Photograph of: ©UN Women/Ryan Brown

Photograph of: ©UN Women/Daniel Donald
The CEGS aims to strengthen gender statistics in order to contribute to the implementation and monitoring of the main international commitments on women’s rights and gender equality including CEDAW, the Beijing Platform for Action, and the 2030 Agenda.
It is an innovative initiative supporting the strategic efforts of UN Women, under the scope of the UN Women Flagship Programme Initiative “Making Every Woman and Girl Count” (Women Count), which contributes to the production, accessibility, analysis and use of internationally comparable data and statistics on key and emerging issues for the achievement of gender equality and women’s empowerment.
The CEGS was established through a collaboration agreement between UN Women and the Mexican National Institute of Statistics and Geography, (INEGI by its Spanish acronym), signed in December 2017.
The institutional design of the CEGS is based on the conceptual definition of a Centre of Excellence established by the High-Level United Nations Conference on South-South Cooperation (2009). According to the definition a Centre of Excellence is defined as a platform that:

“… facilitates the exchange of experiences and good practices; focuses on one or several strategic thematic areas; does research to determine what works and what does not work in development policies; documents solutions and prepares public policy documents and recommendations; supports knowledge strategies based on networks; and facilitates discussion forums on public policy-related issues”.1
Our Time Line
1979

Convention on the Elimination of All Forms of Discrimination Against Women (CEDAW).
1995
1998

1995: Launch of the Gender Statistics Association in Mexico under the Beijing Platform for Action.
1996-1998: First Survey on time use in Mexico.
2000
2002

2000: First International Meeting on Gender Statistics held in Aguascalientes, Mexico.
2002: First International Experts Meeting on Time Use and Unpaid Work held in Mexico City.
2006
2007

Creation of the Working Group on Gender Statistics for the Statistical Conference of Americas’ (SCA-ECLAC).
2013
2015

2013: 19 countries have produced information on time use.
2015: Launch of the 2030 Agenda containing SDGs.
2016
2020

2016: Launch of the UN Women flagship programme “Making Every Woman and Girl Count” and announcement of the establishment of the CEGS.
2017: A cooperation agreement was signed between INEGI and UN Women for the installation of the CEGS.
2018-2020: Installation and operation of the first three years of the CEGS.
1 High-Level Committee on South-South Cooperation.
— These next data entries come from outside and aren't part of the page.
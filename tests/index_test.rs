use tabrs::error::Result;
use tabrs::Index;

#[test]
fn test_add_and_lookup() -> Result<()> {
    let mut index = Index::new();
    assert_eq!(index.add("a")?, 0);
    assert_eq!(index.add("b")?, 1);

    assert_eq!(index.position("a")?, 0);
    assert_eq!(index.position("b")?, 1);
    assert_eq!(index.label(1)?, "b");
    assert!(index.contains("a"));
    assert!(!index.contains("c"));
    Ok(())
}

#[test]
fn test_duplicate_label_is_an_error() -> Result<()> {
    let mut index = Index::new();
    index.add("a")?;
    assert!(index.add("a").is_err());
    assert_eq!(index.len(), 1);
    Ok(())
}

#[test]
fn test_remove_renumbers_later_labels() -> Result<()> {
    let mut index = Index::from_labels(["a", "b", "c"])?;
    assert_eq!(index.remove("b")?, 1);
    assert_eq!(index.position("a")?, 0);
    assert_eq!(index.position("c")?, 1);
    assert!(index.position("b").is_err());
    Ok(())
}

#[test]
fn test_rename() -> Result<()> {
    let mut index = Index::from_labels(["a", "b"])?;
    index.rename("a", "x")?;
    assert_eq!(index.position("x")?, 0);
    assert!(!index.contains("a"));

    // renaming onto an existing label fails, self-rename does not
    assert!(index.rename("x", "b").is_err());
    index.rename("x", "x")?;
    Ok(())
}

#[test]
fn test_synthesized_labels_skip_taken_ordinals() -> Result<()> {
    let mut index = Index::from_labels(["0", "2"])?;
    assert_eq!(index.add_synthesized(), "1");
    assert_eq!(index.add_synthesized(), "3");
    Ok(())
}
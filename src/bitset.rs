//! Compact set of non-negative integers for row-selection masks.
//!
//! The structure is three-level: an ordered map of non-empty 4096-bit
//! blocks, a 64-bit summary word per block (bit i set when payload word
//! i is non-zero), and 64 payload words of 64 bits each. Fully-empty
//! regions of the domain cost no memory, and forward scans skip them by
//! consulting the summary word and the block map instead of walking
//! individual words.

use std::collections::BTreeMap;
use std::fmt::{self, Display};

use crate::error::{Error, Result};

const WORD_BITS: u64 = 64;
const WORDS_PER_BLOCK: u64 = 64;
const BLOCK_BITS: u64 = WORD_BITS * WORDS_PER_BLOCK;

/// One 4096-bit block: payload words plus a summary of which are non-zero.
#[derive(Debug, Clone)]
struct Block {
    summary: u64,
    words: Box<[u64; WORDS_PER_BLOCK as usize]>,
}

impl Block {
    fn new() -> Self {
        Self {
            summary: 0,
            words: Box::new([0u64; WORDS_PER_BLOCK as usize]),
        }
    }
}

/// Sparse set of non-negative integers.
///
/// Single-index and half-open-range mutation take `i64` and reject
/// negative indices with a range error; the cardinality is maintained
/// incrementally so `cardinality()` is O(1).
#[derive(Debug, Clone, Default)]
pub struct SparseBitSet {
    blocks: BTreeMap<u64, Block>,
    cardinality: u64,
}

impl SparseBitSet {
    /// Create an empty set.
    pub fn new() -> Self {
        Self {
            blocks: BTreeMap::new(),
            cardinality: 0,
        }
    }

    /// Number of set bits.
    pub fn cardinality(&self) -> u64 {
        self.cardinality
    }

    /// Whether no bit is set.
    pub fn is_empty(&self) -> bool {
        self.cardinality == 0
    }

    /// Set a single bit.
    pub fn set(&mut self, i: i64) -> Result<()> {
        let bit = check_index(i)?;
        self.insert(bit);
        Ok(())
    }

    /// Set every bit in the half-open range `[i, j)`.
    pub fn set_range(&mut self, i: i64, j: i64) -> Result<()> {
        let (from, to) = check_range(i, j)?;
        self.apply_range(from, to, RangeOp::Set);
        Ok(())
    }

    /// Clear a single bit.
    pub fn clear(&mut self, i: i64) -> Result<()> {
        let bit = check_index(i)?;
        self.remove(bit);
        Ok(())
    }

    /// Clear every bit in the half-open range `[i, j)`.
    pub fn clear_range(&mut self, i: i64, j: i64) -> Result<()> {
        let (from, to) = check_range(i, j)?;
        self.apply_range(from, to, RangeOp::Clear);
        Ok(())
    }

    /// Invert a single bit.
    pub fn flip(&mut self, i: i64) -> Result<()> {
        let bit = check_index(i)?;
        if self.contains(bit) {
            self.remove(bit);
        } else {
            self.insert(bit);
        }
        Ok(())
    }

    /// Invert every bit in the half-open range `[i, j)`.
    pub fn flip_range(&mut self, i: i64, j: i64) -> Result<()> {
        let (from, to) = check_range(i, j)?;
        self.apply_range(from, to, RangeOp::Flip);
        Ok(())
    }

    /// Whether the bit is set. Untouched or cleared indices report
    /// `false` without allocating storage for their region.
    pub fn get(&self, i: i64) -> Result<bool> {
        let bit = check_index(i)?;
        Ok(self.contains(bit))
    }

    /// Smallest set index greater than or equal to `from`, or `None`
    /// when no such bit exists. A negative `from` behaves as zero, so
    /// the method is safe for unbounded forward iteration.
    pub fn next_set_bit(&self, from: i64) -> Option<i64> {
        let start = if from < 0 { 0 } else { from as u64 };
        self.next_set(start).map(|b| b as i64)
    }

    /// Iterate over set bits in ascending order.
    pub fn iter(&self) -> impl Iterator<Item = u64> + '_ {
        let mut cursor = Some(0u64);
        std::iter::from_fn(move || {
            let here = self.next_set(cursor?)?;
            cursor = here.checked_add(1);
            Some(here)
        })
    }

    // --- infallible internal contract used by the frame layer ---

    /// Set `bit`, reporting whether it was newly set.
    pub(crate) fn insert(&mut self, bit: u64) -> bool {
        let (block_id, word_idx, mask) = split(bit);
        let block = self.blocks.entry(block_id).or_insert_with(Block::new);
        let word = &mut block.words[word_idx];
        if *word & mask != 0 {
            return false;
        }
        *word |= mask;
        block.summary |= 1 << word_idx;
        self.cardinality += 1;
        true
    }

    /// Clear `bit`, reporting whether it was previously set.
    pub(crate) fn remove(&mut self, bit: u64) -> bool {
        let (block_id, word_idx, mask) = split(bit);
        let Some(block) = self.blocks.get_mut(&block_id) else {
            return false;
        };
        let word = &mut block.words[word_idx];
        if *word & mask == 0 {
            return false;
        }
        *word &= !mask;
        if *word == 0 {
            block.summary &= !(1 << word_idx);
        }
        self.cardinality -= 1;
        if block.summary == 0 {
            self.blocks.remove(&block_id);
        }
        true
    }

    /// Whether `bit` is set.
    pub(crate) fn contains(&self, bit: u64) -> bool {
        let (block_id, word_idx, mask) = split(bit);
        match self.blocks.get(&block_id) {
            Some(block) => block.words[word_idx] & mask != 0,
            None => false,
        }
    }

    fn next_set(&self, from: u64) -> Option<u64> {
        let start_block = from / BLOCK_BITS;
        for (&block_id, block) in self.blocks.range(start_block..) {
            let base = block_id * BLOCK_BITS;
            // Word offset to resume from inside the first candidate block.
            let mut word_idx = if block_id == start_block {
                ((from - base) / WORD_BITS) as usize
            } else {
                0
            };
            let mut summary = block.summary >> word_idx << word_idx;
            while summary != 0 {
                word_idx = summary.trailing_zeros() as usize;
                let mut word = block.words[word_idx];
                let word_base = base + word_idx as u64 * WORD_BITS;
                if word_base < from {
                    word &= !0u64 << (from - word_base);
                }
                if word != 0 {
                    return Some(word_base + word.trailing_zeros() as u64);
                }
                summary &= !(1u64 << word_idx);
            }
        }
        None
    }

    fn apply_range(&mut self, from: u64, to: u64, op: RangeOp) {
        if from >= to {
            return;
        }
        let first_word = from / WORD_BITS;
        let last_word = (to - 1) / WORD_BITS;
        let mut w = first_word;
        while w <= last_word {
            let block_id = w / WORDS_PER_BLOCK;
            // Clearing inside a region that holds no block is a no-op;
            // skip straight to the next allocated block.
            if op == RangeOp::Clear && !self.blocks.contains_key(&block_id) {
                match self.blocks.range(block_id + 1..).next() {
                    Some((&next_id, _)) => {
                        w = (next_id * WORDS_PER_BLOCK).max(w + 1);
                        continue;
                    }
                    None => return,
                }
            }
            let mut mask = !0u64;
            if w == first_word {
                mask &= !0u64 << (from % WORD_BITS);
            }
            if w == last_word && to % WORD_BITS != 0 {
                mask &= !0u64 >> (WORD_BITS - to % WORD_BITS);
            }
            self.apply_word(block_id, (w % WORDS_PER_BLOCK) as usize, mask, op);
            w += 1;
        }
    }

    fn apply_word(&mut self, block_id: u64, word_idx: usize, mask: u64, op: RangeOp) {
        let block = self.blocks.entry(block_id).or_insert_with(Block::new);
        let word = &mut block.words[word_idx];
        let before = word.count_ones() as u64;
        match op {
            RangeOp::Set => *word |= mask,
            RangeOp::Clear => *word &= !mask,
            RangeOp::Flip => *word ^= mask,
        }
        let after = word.count_ones() as u64;
        self.cardinality = self.cardinality + after - before;
        if *word == 0 {
            block.summary &= !(1 << word_idx);
        } else {
            block.summary |= 1 << word_idx;
        }
        if block.summary == 0 {
            self.blocks.remove(&block_id);
        }
    }
}

#[derive(Debug, Clone, Copy, PartialEq, Eq)]
enum RangeOp {
    Set,
    Clear,
    Flip,
}

fn check_index(i: i64) -> Result<u64> {
    if i < 0 {
        return Err(Error::NegativeIndex(i));
    }
    Ok(i as u64)
}

fn check_range(i: i64, j: i64) -> Result<(u64, u64)> {
    if i < 0 {
        return Err(Error::NegativeIndex(i));
    }
    if j < i {
        return Err(Error::InvalidInput(format!(
            "invalid range: [{}, {})",
            i, j
        )));
    }
    Ok((i as u64, j as u64))
}

fn split(bit: u64) -> (u64, usize, u64) {
    let block_id = bit / BLOCK_BITS;
    let word_idx = ((bit % BLOCK_BITS) / WORD_BITS) as usize;
    let mask = 1u64 << (bit % WORD_BITS);
    (block_id, word_idx, mask)
}

/// Readable report of the set as coalesced ranges, e.g. `{3, 8..12}`.
/// Not a persistence format.
impl Display for SparseBitSet {
    fn fmt(&self, f: &mut fmt::Formatter<'_>) -> fmt::Result {
        write!(f, "{{")?;
        let mut run: Option<(u64, u64)> = None;
        let mut first = true;
        let mut emit = |f: &mut fmt::Formatter<'_>, (lo, hi): (u64, u64)| -> fmt::Result {
            if !first {
                write!(f, ", ")?;
            }
            first = false;
            if lo == hi {
                write!(f, "{}", lo)
            } else {
                write!(f, "{}..{}", lo, hi + 1)
            }
        };
        for bit in self.iter() {
            match run {
                Some((lo, hi)) if bit == hi + 1 => run = Some((lo, bit)),
                Some(done) => {
                    emit(f, done)?;
                    run = Some((bit, bit));
                }
                None => run = Some((bit, bit)),
            }
        }
        if let Some(done) = run {
            emit(f, done)?;
        }
        write!(f, "}}")
    }
}
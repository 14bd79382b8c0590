//! Frame structure, constructors, and shape accessors.

use std::fmt::{self, Debug, Display};

use log::debug;

use crate::column::Column;
use crate::error::{Error, Result};
use crate::index::Index;
use crate::value::Value;

/// Labeled two-dimensional table.
///
/// Owns a row [`Index`], a column [`Index`], and one [`Column`] per
/// column label. Invariants held after every operation: the number of
/// columns equals the column index size, and every column's length
/// equals the row index size.
///
/// Structural operators (`add_column`, `drop_column`, `append`, `set`)
/// mutate in place; transformational operators (`join`, `group_by`,
/// `sort_by`, `pivot`, `slice`, selection) return a new frame sharing
/// no mutable state with their inputs.
#[derive(Clone, Default)]
pub struct Frame {
    pub(crate) rows: Index,
    pub(crate) cols: Index,
    pub(crate) columns: Vec<Column>,
}

impl Frame {
    /// Empty frame: no rows, no columns.
    pub fn new() -> Self {
        Self::default()
    }

    /// Empty frame with the given column labels.
    pub fn with_columns<I, S>(labels: I) -> Result<Self>
    where
        I: IntoIterator<Item = S>,
        S: Into<String>,
    {
        let cols = Index::from_labels(labels)?;
        let columns = (0..cols.len()).map(|_| Column::new()).collect();
        Ok(Self {
            rows: Index::new(),
            cols,
            columns,
        })
    }

    /// Empty frame with `size` synthesized column labels.
    pub fn with_size(size: usize) -> Self {
        let mut cols = Index::new();
        for _ in 0..size {
            cols.add_synthesized();
        }
        let columns = (0..size).map(|_| Column::new()).collect();
        Self {
            rows: Index::new(),
            cols,
            columns,
        }
    }

    /// Frame from explicit row labels, column labels, and column-major
    /// data (one cell vector per column). Every column vector must
    /// match the row label count.
    pub fn from_parts<R, C>(
        row_labels: Vec<R>,
        col_labels: Vec<C>,
        data: Vec<Vec<Value>>,
    ) -> Result<Self>
    where
        R: Into<String>,
        C: Into<String>,
    {
        if data.len() != col_labels.len() {
            return Err(Error::InvalidInput(format!(
                "column count mismatch: {} labels, {} data columns",
                col_labels.len(),
                data.len()
            )));
        }
        let rows = Index::from_labels(row_labels)?;
        let cols = Index::from_labels(col_labels)?;
        let mut columns = Vec::with_capacity(data.len());
        for cells in data {
            if cells.len() != rows.len() {
                return Err(Error::InconsistentRowCount {
                    expected: rows.len(),
                    found: cells.len(),
                });
            }
            columns.push(Column::from_values(cells));
        }
        debug!(
            "constructed frame: {} rows x {} columns",
            rows.len(),
            cols.len()
        );
        Ok(Self { rows, cols, columns })
    }

    /// Number of rows.
    pub fn length(&self) -> usize {
        self.rows.len()
    }

    /// Number of columns.
    pub fn size(&self) -> usize {
        self.cols.len()
    }

    pub fn is_empty(&self) -> bool {
        self.rows.is_empty()
    }

    /// Row axis index.
    pub fn row_index(&self) -> &Index {
        &self.rows
    }

    /// Column axis index.
    pub fn col_index(&self) -> &Index {
        &self.cols
    }

    /// Row labels in position order.
    pub fn row_labels(&self) -> &[String] {
        self.rows.labels()
    }

    /// Column labels in position order.
    pub fn column_labels(&self) -> &[String] {
        self.cols.labels()
    }

    fn render(&self, f: &mut fmt::Formatter<'_>) -> fmt::Result {
        const MAX_ROWS: usize = 10;

        if self.cols.is_empty() {
            return write!(f, "Frame (0 rows x 0 columns)");
        }
        writeln!(
            f,
            "Frame ({} rows x {} columns):",
            self.length(),
            self.size()
        )?;
        write!(f, "{:<8} |", "")?;
        for name in self.cols.labels() {
            write!(f, " {:<12} |", name)?;
        }
        writeln!(f)?;
        write!(f, "{:-<8}-+", "")?;
        for _ in self.cols.labels() {
            write!(f, "-{:-<12}-+", "")?;
        }
        writeln!(f)?;

        let shown = self.length().min(MAX_ROWS);
        for r in 0..shown {
            let label = self.rows.label(r).unwrap_or("?");
            write!(f, "{:<8} |", label)?;
            for column in &self.columns {
                let cell = column.get(r).unwrap_or(Value::Null);
                write!(f, " {:<12} |", cell.to_string())?;
            }
            writeln!(f)?;
        }
        if self.length() > MAX_ROWS {
            writeln!(f, "... ({} more rows)", self.length() - MAX_ROWS)?;
        }
        Ok(())
    }
}

impl Debug for Frame {
    fn fmt(&self, f: &mut fmt::Formatter<'_>) -> fmt::Result {
        self.render(f)
    }
}

impl Display for Frame {
    fn fmt(&self, f: &mut fmt::Formatter<'_>) -> fmt::Result {
        self.render(f)
    }
}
Review of progress made in implementing the Buenos Aires Plan of Action, the new directions strategy for South-South cooperation and the Nairobi outcome document of the High-Level United Nations Conference on South-South Cooperation. Document SSC/17/1, 2 April 2012. Paragraph 55. See also UNDP-AMEXCID. Definición de Centros de Excelencia y criterios para su impulso en México [Definition of Centres of Excellence and Criteria for their Promotion in Mexico]. Draft version, December 2016. Internal Document.